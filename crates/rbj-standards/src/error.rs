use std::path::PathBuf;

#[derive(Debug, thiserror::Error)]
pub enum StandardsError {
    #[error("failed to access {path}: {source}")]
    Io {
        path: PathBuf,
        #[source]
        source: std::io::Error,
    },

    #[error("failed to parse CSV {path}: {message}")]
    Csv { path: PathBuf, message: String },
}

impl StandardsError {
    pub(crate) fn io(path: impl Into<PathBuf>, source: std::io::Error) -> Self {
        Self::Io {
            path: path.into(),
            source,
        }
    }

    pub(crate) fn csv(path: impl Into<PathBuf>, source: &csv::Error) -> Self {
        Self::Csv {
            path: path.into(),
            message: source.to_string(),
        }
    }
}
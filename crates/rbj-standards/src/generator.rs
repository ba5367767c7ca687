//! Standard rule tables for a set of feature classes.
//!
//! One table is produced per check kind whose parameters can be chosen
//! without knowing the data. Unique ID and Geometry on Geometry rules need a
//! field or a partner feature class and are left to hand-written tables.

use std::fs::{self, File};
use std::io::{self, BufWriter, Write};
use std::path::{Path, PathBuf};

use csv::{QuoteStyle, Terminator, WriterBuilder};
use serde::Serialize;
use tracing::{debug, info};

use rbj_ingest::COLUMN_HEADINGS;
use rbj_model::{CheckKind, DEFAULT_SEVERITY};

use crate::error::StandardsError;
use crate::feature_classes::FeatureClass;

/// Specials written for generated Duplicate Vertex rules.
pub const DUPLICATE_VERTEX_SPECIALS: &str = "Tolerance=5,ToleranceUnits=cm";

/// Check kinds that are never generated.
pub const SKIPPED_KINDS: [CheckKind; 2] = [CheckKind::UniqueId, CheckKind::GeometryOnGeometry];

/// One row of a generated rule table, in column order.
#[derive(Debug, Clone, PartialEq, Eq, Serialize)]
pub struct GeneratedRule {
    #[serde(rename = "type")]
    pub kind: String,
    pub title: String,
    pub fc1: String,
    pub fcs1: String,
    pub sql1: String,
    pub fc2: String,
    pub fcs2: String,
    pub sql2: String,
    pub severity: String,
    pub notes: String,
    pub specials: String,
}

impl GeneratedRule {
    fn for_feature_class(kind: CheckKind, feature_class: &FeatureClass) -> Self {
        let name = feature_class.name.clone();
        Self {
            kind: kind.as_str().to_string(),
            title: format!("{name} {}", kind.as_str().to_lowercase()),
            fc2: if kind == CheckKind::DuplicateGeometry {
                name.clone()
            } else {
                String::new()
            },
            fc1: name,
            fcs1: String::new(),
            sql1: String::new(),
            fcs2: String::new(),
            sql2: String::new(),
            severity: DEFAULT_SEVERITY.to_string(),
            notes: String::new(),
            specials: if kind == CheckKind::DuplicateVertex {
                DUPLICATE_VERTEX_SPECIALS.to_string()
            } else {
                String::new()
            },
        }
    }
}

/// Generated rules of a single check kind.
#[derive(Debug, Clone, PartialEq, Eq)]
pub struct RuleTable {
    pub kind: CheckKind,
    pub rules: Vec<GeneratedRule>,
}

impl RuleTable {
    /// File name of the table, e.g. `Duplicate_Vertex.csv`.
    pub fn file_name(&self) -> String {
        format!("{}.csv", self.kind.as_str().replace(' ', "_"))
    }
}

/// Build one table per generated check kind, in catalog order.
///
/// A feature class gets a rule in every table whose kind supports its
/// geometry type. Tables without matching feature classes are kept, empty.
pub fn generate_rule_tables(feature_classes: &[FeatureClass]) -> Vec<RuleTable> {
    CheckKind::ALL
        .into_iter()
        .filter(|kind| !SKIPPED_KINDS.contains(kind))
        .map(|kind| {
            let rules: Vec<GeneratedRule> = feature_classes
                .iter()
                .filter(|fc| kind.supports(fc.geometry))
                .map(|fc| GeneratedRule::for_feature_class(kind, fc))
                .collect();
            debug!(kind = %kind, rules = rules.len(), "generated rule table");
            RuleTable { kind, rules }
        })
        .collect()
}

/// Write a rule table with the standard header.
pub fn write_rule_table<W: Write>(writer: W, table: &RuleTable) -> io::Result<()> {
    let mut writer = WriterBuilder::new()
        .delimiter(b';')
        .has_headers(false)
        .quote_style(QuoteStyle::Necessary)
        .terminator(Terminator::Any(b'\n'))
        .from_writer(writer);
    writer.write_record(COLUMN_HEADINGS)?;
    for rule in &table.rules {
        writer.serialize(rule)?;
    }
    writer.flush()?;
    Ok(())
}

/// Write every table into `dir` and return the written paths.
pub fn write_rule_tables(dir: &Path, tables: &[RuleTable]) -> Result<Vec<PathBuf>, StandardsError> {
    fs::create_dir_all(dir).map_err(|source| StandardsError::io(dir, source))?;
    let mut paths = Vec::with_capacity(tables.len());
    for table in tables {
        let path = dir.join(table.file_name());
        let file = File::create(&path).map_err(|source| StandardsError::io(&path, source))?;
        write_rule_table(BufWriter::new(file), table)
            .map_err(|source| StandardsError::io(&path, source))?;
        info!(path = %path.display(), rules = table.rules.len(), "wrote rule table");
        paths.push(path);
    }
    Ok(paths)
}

════════════════

*Work to be completed:*
Select the lines in this material that hold the word "impl", leaving none out.

*Exercise solution:*
impl StandardsError {
    pub(crate) fn io(path: impl Into<PathBuf>, source: std::io::Error) -> Self {
    pub(crate) fn csv(path: impl Into<PathBuf>, source: &csv::Error) -> Self {
impl GeneratedRule {
impl RuleTable {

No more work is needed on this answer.